START Data section
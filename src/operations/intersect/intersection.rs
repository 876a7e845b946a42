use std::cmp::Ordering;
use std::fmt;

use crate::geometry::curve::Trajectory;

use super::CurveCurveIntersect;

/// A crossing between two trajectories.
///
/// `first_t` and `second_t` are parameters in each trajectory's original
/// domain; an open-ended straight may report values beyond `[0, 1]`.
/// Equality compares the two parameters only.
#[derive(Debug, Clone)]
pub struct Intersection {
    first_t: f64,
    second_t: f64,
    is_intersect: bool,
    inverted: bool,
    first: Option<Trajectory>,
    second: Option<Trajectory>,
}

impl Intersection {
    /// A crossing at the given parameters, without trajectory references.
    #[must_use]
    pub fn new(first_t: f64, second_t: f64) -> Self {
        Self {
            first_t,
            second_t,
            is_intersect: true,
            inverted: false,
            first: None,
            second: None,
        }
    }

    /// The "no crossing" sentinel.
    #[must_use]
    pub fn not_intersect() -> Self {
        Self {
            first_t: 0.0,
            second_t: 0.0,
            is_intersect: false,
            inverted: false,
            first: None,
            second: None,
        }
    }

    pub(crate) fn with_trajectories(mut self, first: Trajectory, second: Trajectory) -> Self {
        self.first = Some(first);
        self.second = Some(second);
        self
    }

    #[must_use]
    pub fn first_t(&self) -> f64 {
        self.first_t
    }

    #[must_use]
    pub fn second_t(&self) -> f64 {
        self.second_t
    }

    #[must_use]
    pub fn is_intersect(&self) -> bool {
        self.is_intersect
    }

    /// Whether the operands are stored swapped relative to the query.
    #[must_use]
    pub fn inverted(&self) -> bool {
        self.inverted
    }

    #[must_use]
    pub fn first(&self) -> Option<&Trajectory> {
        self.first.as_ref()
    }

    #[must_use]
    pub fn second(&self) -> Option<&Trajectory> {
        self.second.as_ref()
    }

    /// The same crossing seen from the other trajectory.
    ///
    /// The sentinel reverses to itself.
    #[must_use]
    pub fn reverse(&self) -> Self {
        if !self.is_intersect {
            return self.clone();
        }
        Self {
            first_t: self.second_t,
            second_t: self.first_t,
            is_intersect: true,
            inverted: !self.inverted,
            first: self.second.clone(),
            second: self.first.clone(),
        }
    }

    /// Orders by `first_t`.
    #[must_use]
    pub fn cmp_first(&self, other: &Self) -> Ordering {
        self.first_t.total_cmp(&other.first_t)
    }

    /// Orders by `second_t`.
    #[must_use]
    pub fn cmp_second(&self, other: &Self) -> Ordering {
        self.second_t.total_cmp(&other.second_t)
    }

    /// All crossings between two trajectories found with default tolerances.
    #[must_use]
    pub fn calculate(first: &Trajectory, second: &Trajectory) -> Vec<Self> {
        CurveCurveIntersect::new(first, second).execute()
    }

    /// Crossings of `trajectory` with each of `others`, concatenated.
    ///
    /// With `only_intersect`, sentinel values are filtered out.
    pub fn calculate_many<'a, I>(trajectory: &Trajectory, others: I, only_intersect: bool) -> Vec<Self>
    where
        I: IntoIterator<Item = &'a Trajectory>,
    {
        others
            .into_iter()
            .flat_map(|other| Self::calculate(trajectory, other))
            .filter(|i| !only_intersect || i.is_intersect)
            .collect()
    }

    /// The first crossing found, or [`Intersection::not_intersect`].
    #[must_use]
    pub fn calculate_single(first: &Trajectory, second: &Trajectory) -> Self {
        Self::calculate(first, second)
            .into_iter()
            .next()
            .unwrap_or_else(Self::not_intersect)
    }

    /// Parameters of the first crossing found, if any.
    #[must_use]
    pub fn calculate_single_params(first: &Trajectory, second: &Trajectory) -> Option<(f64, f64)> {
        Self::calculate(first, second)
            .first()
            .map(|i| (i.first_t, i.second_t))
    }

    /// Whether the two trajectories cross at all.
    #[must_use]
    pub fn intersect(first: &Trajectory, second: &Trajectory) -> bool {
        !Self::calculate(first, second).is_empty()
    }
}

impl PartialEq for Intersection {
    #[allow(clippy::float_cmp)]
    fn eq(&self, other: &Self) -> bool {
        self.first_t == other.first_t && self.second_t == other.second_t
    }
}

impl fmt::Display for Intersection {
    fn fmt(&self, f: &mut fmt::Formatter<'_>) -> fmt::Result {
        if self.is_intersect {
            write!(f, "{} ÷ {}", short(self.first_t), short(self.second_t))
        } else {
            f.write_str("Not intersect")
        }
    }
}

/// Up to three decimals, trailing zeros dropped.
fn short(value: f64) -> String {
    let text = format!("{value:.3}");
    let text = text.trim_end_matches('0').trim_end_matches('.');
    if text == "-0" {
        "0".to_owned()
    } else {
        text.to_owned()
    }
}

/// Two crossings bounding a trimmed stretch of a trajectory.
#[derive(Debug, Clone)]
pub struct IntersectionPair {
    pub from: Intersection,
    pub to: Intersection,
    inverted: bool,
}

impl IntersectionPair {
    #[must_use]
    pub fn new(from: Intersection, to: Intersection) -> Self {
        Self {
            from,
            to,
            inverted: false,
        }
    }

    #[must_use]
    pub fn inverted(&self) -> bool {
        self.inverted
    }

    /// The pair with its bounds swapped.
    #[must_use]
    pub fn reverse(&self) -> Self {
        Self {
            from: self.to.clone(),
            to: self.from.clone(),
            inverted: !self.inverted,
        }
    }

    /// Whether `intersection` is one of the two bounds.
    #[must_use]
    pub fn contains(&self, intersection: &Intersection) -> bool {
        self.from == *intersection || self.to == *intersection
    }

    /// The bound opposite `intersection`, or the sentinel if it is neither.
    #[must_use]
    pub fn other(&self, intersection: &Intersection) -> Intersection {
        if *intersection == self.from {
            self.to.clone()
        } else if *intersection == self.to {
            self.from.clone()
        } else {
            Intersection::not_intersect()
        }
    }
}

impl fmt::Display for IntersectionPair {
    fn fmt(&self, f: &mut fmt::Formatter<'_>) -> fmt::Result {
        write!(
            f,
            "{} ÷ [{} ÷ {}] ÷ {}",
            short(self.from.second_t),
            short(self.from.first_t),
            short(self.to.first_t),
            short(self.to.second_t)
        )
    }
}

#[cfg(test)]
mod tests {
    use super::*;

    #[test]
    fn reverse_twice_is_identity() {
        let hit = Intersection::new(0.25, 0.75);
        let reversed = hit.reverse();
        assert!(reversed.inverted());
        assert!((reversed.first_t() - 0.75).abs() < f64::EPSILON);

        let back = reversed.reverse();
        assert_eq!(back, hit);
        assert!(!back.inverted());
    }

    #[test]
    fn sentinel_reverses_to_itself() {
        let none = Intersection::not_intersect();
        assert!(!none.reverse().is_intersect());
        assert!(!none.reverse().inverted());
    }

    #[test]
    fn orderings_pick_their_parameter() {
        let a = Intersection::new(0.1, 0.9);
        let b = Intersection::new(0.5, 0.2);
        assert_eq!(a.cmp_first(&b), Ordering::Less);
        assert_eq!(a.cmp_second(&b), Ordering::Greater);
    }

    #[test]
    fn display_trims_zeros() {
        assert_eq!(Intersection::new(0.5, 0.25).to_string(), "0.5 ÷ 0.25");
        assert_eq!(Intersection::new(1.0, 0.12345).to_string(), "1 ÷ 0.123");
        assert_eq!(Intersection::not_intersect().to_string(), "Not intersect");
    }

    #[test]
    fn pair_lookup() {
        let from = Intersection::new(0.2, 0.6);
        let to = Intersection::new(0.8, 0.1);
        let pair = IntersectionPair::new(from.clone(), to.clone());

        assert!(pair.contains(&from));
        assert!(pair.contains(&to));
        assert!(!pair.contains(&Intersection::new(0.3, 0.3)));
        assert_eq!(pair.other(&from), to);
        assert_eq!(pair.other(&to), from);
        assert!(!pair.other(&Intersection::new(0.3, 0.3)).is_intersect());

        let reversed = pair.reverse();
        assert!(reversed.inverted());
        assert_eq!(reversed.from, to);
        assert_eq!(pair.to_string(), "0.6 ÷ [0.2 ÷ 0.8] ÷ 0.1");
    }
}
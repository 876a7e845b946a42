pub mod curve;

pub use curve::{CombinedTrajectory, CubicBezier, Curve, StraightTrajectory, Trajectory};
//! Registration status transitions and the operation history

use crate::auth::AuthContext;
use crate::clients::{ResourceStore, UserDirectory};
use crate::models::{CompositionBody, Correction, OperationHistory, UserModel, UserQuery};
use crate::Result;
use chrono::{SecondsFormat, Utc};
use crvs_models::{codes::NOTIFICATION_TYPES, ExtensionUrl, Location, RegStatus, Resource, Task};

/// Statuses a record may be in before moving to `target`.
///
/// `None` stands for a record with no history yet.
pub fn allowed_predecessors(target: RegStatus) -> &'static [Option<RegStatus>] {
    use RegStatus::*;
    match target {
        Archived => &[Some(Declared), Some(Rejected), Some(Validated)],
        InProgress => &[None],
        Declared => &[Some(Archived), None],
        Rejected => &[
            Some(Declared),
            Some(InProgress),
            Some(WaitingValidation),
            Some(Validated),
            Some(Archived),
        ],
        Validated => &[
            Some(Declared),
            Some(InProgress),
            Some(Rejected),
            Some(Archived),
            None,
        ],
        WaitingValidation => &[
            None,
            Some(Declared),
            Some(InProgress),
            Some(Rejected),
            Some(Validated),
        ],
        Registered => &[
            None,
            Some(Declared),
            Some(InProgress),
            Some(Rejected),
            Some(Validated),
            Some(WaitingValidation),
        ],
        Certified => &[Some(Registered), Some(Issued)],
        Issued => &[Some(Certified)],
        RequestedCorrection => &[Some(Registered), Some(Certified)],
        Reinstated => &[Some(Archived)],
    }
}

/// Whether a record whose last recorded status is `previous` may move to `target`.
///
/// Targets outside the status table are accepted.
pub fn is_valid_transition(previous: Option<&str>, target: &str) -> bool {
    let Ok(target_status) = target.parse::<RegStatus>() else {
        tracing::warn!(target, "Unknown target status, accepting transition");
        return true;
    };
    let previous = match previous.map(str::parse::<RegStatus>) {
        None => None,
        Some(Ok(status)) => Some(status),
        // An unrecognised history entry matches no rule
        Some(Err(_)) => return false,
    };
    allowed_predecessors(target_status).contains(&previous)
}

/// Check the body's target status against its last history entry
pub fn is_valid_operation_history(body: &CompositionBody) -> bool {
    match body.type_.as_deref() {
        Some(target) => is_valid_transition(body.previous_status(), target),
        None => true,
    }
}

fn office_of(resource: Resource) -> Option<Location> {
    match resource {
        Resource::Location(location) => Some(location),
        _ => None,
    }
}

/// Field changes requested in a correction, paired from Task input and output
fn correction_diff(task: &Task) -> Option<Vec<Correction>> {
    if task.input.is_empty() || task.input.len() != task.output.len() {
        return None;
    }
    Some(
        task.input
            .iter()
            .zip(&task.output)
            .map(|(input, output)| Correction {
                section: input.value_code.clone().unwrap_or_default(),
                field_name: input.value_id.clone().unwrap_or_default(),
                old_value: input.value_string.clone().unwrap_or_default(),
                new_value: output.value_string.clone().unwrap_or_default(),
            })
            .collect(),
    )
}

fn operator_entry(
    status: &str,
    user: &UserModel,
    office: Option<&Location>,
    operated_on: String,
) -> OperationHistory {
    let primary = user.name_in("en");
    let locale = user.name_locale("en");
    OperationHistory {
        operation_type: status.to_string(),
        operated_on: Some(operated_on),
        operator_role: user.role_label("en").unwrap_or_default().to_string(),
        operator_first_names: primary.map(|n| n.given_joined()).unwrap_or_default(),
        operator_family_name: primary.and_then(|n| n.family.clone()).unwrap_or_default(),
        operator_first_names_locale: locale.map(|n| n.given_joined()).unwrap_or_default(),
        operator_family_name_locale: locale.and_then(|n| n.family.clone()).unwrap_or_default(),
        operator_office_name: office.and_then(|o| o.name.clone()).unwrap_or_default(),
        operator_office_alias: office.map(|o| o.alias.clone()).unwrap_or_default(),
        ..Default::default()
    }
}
END Data section
Task statement - Scan the entries above for the string "parse" and copy each line that contains it.

Result of this task -
    let Ok(target_status) = target.parse::<RegStatus>() else {
    let previous = match previous.map(str::parse::<RegStatus>) {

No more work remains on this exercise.